Yang Tzu-Hsien, Yang Ya-Chiao, Tu Kai-Chi

机构信息

Department of Information Management, National University of Kaohsiung, Kaohsiung University Rd, 811 Kaohsiung, Taiwan.

出版信息

Comput Struct Biotechnol J. 2021 Dec 18;20:296-308. doi: 10.1016/j.csbj.2021.12.015. eCollection 2022.

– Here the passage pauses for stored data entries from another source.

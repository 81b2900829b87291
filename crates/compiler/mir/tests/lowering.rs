//! Lowering behaviour end to end: source through lexer, parser, and
//! binder into MIR.

use bolt_compiler_hir::{bind_unit, Module as HirModule};
use bolt_compiler_mir::{lower_from_hir, verify, InstructionKind};
use bolt_compiler_parser::parse_source;

fn build_hir(source: &str) -> HirModule {
    let parsed = parse_source(source, "lowering-test");
    assert!(
        parsed.diagnostics.is_empty(),
        "parser diagnostics present: {:?}",
        parsed.diagnostics
    );
    let bound = bind_unit(&parsed.unit, "lowering-test");
    assert!(
        bound.diagnostics.is_empty(),
        "binder diagnostics present: {:?}",
        bound.diagnostics
    );
    bound.module
}

#[test]
fn emits_function_details() {
    let source = r#"package demo.tests; module demo.tests;

[aligned(32)]
[systemRequest(identifier=3)]
public live integer32 function demoFunc(live integer32 value) {
    return value;
}
"#;

    let hir_module = build_hir(source);
    let mir_module = lower_from_hir(&hir_module);
    assert!(verify(&mir_module));

    assert_eq!(mir_module.functions.len(), 1);
    let function = &mir_module.functions[0];
    assert_eq!(function.blocks.len(), 1);
    let block = &function.blocks[0];
    assert_eq!(block.instructions.len(), 6);

    assert_eq!(block.instructions[0].kind, InstructionKind::Unary);
    assert_eq!(block.instructions[0].detail, "modifiers: public");
    assert_eq!(block.instructions[1].detail, "aligned 32");
    assert_eq!(block.instructions[2].detail, "systemRequest 3");
    assert_eq!(block.instructions[3].detail, "return integer [live]");
    assert_eq!(block.instructions[4].detail, "param integer value [live]");

    let terminator = block.instructions.last().unwrap();
    assert_eq!(terminator.kind, InstructionKind::Return);
    assert_eq!(terminator.detail, "function");
}

#[test]
fn emits_blueprint_details() {
    let source = r#"package demo.tests; module demo.tests;

[packed]
[aligned(64)]
public blueprint Timer {
    live integer32 start;
    [bits(8)] integer32 mode;
    [aligned(16)] [bits(4)] integer32 priority;
}
"#;

    let hir_module = build_hir(source);
    let mir_module = lower_from_hir(&hir_module);
    assert!(verify(&mir_module));

    assert_eq!(mir_module.functions.len(), 1);
    let function = &mir_module.functions[0];
    assert_eq!(function.name, "blueprint.Timer");
    let block = &function.blocks[0];
    assert_eq!(block.instructions.len(), 7);

    assert_eq!(block.instructions[0].detail, "modifiers: public");
    assert_eq!(block.instructions[1].detail, "attr packed");
    assert_eq!(block.instructions[2].detail, "aligned 64");
    assert_eq!(block.instructions[3].detail, "field integer start [live]");
    assert_eq!(block.instructions[4].detail, "field integer mode bits=8");
    assert_eq!(
        block.instructions[5].detail,
        "field integer priority bits=4 align=16"
    );

    let terminator = block.instructions.last().unwrap();
    assert_eq!(terminator.kind, InstructionKind::Return);
    assert_eq!(terminator.detail, "blueprint");

    // The structural record survives alongside the synthetic function.
    assert_eq!(mir_module.blueprints.len(), 1);
    let blueprint = &mir_module.blueprints[0];
    assert_eq!(blueprint.name, "Timer");
    assert!(blueprint.is_packed);
    assert_eq!(blueprint.alignment_bytes, Some(64));
    assert_eq!(blueprint.fields.len(), 3);
    assert_eq!(blueprint.fields[1].bit_width, Some(8));
}

#[test]
fn emits_link_function_and_blueprints() {
    let source = r#"package demo.tests; module demo.tests;

public blueprint FirstBlueprint {
    integer firstField;
}

public blueprint SecondBlueprint {
    integer secondField;
}

public link integer function staticFunctionTest(integer value) {
    return value;
}
"#;

    let hir_module = build_hir(source);
    let mir_module = lower_from_hir(&hir_module);
    assert!(verify(&mir_module));

    assert_eq!(mir_module.functions.len(), 3);

    let function = &mir_module.functions[0];
    assert_eq!(function.name, "staticFunctionTest");
    let block = &function.blocks[0];
    assert_eq!(block.instructions.len(), 4);
    assert_eq!(block.instructions[0].detail, "modifiers: public link");
    assert_eq!(block.instructions[1].detail, "return integer");
    assert_eq!(block.instructions[2].detail, "param integer value");
    assert_eq!(block.instructions[3].detail, "function");
    assert_eq!(block.instructions[3].kind, InstructionKind::Return);

    let first = &mir_module.functions[1];
    assert_eq!(first.name, "blueprint.FirstBlueprint");
    let first_block = &first.blocks[0];
    assert_eq!(first_block.instructions[0].detail, "modifiers: public");
    assert_eq!(first_block.instructions[1].detail, "field integer firstField");
    assert_eq!(
        first_block.instructions.last().unwrap().kind,
        InstructionKind::Return
    );

    let second = &mir_module.functions[2];
    assert_eq!(second.name, "blueprint.SecondBlueprint");
    let second_block = &second.blocks[0];
    assert_eq!(second_block.instructions[1].detail, "field integer secondField");
}

#[test]
fn constructor_metadata_reaches_parameter_details() {
    let source = r#"package demo.tests; module demo.tests;

public blueprint Widget {
    integer value;
}

public void function Widget(integer value) {}
"#;

    let hir_module = build_hir(source);
    let mir_module = lower_from_hir(&hir_module);

    let constructor = mir_module.find_function("Widget").unwrap();
    assert!(constructor.is_blueprint_constructor);
    assert_eq!(constructor.blueprint_name.as_deref(), Some("Widget"));
    assert_eq!(constructor.parameters.len(), 1);
    assert_eq!(
        constructor.parameters[0].default_value.as_deref(),
        Some("0")
    );

    let block = &constructor.blocks[0];
    assert!(block
        .instructions
        .iter()
        .any(|inst| inst.detail == "param integer value default=0"));
}

#[test]
fn canonical_module_path_derivation() {
    let same = build_hir("package demo; module demo;\n");
    assert_eq!(lower_from_hir(&same).canonical_module_path, "demo");

    let nested = build_hir("package demo; module app;\n");
    assert_eq!(lower_from_hir(&nested).canonical_module_path, "demo::app");
}

#[test]
fn lowering_is_pure() {
    let source = r#"package demo.tests; module demo.tests;

public integer function alpha() {
    return 0;
}
"#;

    let hir_module = build_hir(source);
    let first = lower_from_hir(&hir_module);
    let second = lower_from_hir(&hir_module);
    assert_eq!(first, second);
}

#[test]
fn imports_are_carried_onto_the_module() {
    let source = r#"package demo.tests; module demo.tests;
import demo.alpha;
import demo.beta;
"#;

    let hir_module = build_hir(source);
    let mir_module = lower_from_hir(&hir_module);
    assert_eq!(
        mir_module.imports,
        vec!["demo.alpha".to_string(), "demo.beta".to_string()]
    );
}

DOI:10.1016/j.csbj.2021.12.015
PMID:35035784
原文链接:https://pmc.ncbi.nlm.nih.gov/articles/PMC8724954/
Abstract

Transcription regulation in metazoa is controlled by the binding events of transcription factors (TFs) or regulatory proteins on specific modular DNA regulatory sequences called -regulatory modules (CRMs). Understanding the distributions of CRMs on a genomic scale is essential for constructing the metazoan transcriptional regulatory networks that help diagnose genetic disorders. While traditional reporter-assay CRM identification approaches can provide an in-depth understanding of functions of some CRM, these methods are usually cost-inefficient and low-throughput. It is generally believed that by integrating diverse genomic data, reliable CRM predictions can be made. Hence, researchers often first resort to computational algorithms for genome-wide CRM screening before specific experiments. However, current existing methods for searching potential CRMs were restricted by low sensitivity, poor prediction accuracy, or high computation time from TFBS composition combinatorial complexity. To overcome these obstacles, we designed a novel CRM identification pipeline called regCNN by considering the base-by-base local patterns in TF binding motifs and epigenetic profiles. On the test set, regCNN shows an accuracy/auROC of 84.5%/92.5% in CRM identification. And by further considering local patterns in epigenetic profiles and TF binding motifs, it can accomplish 4.7% (92.5%-87.8%) improvement in the auROC value over the average value-based pure multi-layer perceptron model. We also demonstrated that regCNN outperforms all currently available tools by at least 11.3% in auROC values. Finally, regCNN is verified to be robust against its resizing window hyperparameter in dealing with the variable lengths of CRMs. The model of regCNN can be downloaded athttp://cobisHSS0.im.nuk.edu.tw/regCNN/.

摘要

后生动物中的转录调控由转录因子(TFs)或调节蛋白与特定的模块化DNA调控序列(称为顺式调控模块,CRMs)的结合事件所控制。了解CRMs在基因组规模上的分布对于构建有助于诊断遗传疾病的后生动物转录调控网络至关重要。虽然传统的报告基因检测CRM识别方法可以深入了解某些CRM的功能,但这些方法通常成本高昂且通量较低。人们普遍认为,通过整合各种基因组数据,可以做出可靠的CRM预测。因此,研究人员通常在进行特定实验之前首先求助于计算算法进行全基因组CRM筛选。然而,目前现有的搜索潜在CRM的方法受到低灵敏度、预测准确性差或TFBS组成组合复杂性导致的计算时间长的限制。为了克服这些障碍,我们通过考虑TF结合基序和表观遗传谱中的逐碱基局部模式,设计了一种名为regCNN的新型CRM识别管道。在测试集上,regCNN在CRM识别中的准确率/auROC为84.5%/92.5%。通过进一步考虑表观遗传谱和TF结合基序中的局部模式,它在auROC值上比基于平均值的纯多层感知器模型的平均值提高了4.7%(92.5%-87.8%)。我们还证明,regCNN在auROC值上比所有当前可用工具至少高出11.3%。最后,验证了regCNN在处理CRM可变长度时对其调整窗口超参数具有鲁棒性。regCNN模型可从http://cobisHSS0.im.nuk.edu.tw/regCNN/下载。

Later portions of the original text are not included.